• [PROBLEM DESCRIPTION]: Please count the lines in the records below that include the word "cycles" and report only the total.

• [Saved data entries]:
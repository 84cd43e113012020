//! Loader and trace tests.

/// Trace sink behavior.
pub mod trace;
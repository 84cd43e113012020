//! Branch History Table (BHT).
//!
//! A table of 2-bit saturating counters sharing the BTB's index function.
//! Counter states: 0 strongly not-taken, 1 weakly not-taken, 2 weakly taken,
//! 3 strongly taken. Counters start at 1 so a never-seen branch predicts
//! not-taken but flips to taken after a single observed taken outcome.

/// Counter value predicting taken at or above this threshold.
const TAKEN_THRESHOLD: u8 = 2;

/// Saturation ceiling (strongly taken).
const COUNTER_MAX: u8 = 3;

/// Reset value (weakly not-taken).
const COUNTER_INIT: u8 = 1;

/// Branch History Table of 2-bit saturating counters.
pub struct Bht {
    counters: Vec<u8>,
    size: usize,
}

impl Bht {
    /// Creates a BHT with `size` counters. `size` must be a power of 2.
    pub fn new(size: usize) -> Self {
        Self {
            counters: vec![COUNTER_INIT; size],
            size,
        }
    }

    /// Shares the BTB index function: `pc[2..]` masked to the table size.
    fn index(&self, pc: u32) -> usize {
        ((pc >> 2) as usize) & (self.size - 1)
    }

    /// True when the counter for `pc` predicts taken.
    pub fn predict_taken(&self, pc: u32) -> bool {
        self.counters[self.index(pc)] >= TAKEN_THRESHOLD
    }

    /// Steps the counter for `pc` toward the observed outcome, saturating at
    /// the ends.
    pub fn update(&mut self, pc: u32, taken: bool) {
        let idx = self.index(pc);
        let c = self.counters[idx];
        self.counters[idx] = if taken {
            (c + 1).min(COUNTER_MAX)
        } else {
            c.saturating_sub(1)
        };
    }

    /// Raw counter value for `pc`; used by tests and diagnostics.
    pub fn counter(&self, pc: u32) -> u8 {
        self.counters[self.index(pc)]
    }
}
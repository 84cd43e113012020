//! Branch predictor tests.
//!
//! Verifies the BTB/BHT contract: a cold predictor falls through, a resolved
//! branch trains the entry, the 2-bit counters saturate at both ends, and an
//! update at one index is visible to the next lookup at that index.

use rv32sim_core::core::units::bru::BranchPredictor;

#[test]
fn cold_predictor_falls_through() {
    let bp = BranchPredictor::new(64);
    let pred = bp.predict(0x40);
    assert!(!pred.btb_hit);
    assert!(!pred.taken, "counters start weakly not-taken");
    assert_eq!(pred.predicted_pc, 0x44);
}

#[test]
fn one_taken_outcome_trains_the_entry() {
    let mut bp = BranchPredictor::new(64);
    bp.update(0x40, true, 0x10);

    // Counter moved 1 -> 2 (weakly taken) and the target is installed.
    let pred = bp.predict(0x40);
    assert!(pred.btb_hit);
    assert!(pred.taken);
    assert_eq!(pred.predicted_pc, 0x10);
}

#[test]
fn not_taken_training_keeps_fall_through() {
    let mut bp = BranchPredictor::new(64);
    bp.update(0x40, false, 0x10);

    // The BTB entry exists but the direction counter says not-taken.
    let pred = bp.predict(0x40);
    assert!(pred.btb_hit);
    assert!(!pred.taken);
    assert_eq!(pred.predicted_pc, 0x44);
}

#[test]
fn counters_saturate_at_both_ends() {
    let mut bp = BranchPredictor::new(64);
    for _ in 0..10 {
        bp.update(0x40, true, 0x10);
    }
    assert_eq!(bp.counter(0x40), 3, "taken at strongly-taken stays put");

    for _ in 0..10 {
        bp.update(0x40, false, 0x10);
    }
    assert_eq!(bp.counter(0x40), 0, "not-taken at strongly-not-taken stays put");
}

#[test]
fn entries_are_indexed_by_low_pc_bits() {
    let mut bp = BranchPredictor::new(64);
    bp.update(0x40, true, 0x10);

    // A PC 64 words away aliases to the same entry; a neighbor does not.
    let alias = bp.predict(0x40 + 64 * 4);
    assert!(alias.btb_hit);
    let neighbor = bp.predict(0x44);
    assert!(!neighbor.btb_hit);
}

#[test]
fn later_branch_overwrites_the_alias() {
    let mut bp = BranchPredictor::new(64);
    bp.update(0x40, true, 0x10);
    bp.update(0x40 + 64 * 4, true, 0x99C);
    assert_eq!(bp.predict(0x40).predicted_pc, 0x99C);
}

* * *

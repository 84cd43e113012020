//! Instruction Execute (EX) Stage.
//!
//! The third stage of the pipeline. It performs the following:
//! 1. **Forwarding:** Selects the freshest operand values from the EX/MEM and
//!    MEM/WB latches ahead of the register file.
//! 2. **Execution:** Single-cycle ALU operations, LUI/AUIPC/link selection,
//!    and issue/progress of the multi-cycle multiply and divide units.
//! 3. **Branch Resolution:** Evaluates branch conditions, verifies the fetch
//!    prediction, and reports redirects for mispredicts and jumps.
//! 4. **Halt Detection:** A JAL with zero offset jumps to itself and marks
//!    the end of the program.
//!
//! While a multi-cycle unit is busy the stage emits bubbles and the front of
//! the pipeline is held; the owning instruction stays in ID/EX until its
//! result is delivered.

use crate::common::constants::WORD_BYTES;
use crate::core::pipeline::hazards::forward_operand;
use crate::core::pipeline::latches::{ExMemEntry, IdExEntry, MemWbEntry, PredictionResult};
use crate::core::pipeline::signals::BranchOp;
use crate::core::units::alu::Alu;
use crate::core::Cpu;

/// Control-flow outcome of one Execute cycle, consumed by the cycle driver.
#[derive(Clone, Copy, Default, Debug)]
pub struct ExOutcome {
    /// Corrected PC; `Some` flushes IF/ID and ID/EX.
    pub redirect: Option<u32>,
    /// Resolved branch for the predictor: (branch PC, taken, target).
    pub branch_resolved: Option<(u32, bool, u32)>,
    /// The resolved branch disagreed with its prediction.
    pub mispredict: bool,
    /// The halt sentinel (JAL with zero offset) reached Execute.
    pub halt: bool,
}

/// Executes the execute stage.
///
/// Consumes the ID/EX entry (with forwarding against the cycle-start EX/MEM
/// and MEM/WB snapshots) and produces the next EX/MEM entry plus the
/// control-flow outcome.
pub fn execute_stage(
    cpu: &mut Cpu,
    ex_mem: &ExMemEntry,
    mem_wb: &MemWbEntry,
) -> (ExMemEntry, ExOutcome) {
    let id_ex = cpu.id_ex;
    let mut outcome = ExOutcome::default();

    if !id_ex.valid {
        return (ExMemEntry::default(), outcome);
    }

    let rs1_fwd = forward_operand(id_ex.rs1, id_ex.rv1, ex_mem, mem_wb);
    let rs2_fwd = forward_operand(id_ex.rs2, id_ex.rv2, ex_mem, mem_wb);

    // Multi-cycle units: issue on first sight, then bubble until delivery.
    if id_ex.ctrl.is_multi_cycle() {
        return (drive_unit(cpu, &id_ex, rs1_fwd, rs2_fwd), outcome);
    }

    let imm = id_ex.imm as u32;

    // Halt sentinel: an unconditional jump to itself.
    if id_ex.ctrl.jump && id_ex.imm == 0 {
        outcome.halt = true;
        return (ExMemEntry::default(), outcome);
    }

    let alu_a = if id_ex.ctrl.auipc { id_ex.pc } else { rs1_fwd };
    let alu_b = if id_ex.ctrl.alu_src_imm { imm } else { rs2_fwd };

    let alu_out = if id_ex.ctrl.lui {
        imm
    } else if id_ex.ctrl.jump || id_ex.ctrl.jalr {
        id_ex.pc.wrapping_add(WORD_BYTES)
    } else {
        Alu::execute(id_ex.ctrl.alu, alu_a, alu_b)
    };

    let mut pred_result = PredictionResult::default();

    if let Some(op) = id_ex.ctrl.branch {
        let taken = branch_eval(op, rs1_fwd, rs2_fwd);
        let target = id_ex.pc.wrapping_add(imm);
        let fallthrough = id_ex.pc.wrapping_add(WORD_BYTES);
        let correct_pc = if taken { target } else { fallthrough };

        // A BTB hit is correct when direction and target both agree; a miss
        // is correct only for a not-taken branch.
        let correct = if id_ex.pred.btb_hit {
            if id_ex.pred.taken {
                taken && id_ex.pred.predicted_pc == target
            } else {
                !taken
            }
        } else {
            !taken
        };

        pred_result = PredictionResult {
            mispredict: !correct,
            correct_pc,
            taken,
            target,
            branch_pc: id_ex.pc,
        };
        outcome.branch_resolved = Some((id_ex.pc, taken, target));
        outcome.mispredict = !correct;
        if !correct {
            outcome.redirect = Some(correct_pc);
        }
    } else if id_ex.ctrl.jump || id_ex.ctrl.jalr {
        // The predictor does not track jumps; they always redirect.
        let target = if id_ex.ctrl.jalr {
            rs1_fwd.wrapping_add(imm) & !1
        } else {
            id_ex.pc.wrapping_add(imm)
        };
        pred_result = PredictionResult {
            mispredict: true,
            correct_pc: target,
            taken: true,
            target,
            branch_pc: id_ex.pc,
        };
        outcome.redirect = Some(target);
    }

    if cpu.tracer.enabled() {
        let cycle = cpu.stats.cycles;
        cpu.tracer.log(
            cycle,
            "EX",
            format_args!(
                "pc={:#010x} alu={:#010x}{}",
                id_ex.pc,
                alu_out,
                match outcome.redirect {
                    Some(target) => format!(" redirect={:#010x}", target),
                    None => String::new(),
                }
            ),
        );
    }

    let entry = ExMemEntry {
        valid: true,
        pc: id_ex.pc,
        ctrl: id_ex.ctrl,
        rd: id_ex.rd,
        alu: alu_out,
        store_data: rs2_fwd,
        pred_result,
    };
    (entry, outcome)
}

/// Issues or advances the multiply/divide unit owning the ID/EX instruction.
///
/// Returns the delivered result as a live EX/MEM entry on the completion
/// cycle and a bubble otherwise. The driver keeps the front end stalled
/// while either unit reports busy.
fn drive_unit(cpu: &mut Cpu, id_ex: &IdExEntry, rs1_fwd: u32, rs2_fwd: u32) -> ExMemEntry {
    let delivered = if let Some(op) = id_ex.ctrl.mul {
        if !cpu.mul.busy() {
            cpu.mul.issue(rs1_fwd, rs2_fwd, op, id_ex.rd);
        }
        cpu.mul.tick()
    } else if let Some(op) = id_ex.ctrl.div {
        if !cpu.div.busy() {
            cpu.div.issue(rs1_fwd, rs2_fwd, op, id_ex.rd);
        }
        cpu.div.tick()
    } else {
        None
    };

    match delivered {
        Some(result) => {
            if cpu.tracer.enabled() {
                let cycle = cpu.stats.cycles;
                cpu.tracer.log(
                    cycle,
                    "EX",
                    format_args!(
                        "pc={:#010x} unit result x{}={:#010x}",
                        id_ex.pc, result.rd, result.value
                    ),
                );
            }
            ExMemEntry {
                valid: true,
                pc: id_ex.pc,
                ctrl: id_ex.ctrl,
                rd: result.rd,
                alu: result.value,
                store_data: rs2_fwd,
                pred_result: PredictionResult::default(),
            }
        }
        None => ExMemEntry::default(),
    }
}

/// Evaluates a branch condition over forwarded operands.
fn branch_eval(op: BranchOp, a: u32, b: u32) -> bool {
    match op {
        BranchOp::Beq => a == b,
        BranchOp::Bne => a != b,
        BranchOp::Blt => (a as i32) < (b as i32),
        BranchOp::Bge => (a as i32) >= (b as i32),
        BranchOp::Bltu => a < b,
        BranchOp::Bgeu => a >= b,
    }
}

• [WRITTEN ANSWER]: 2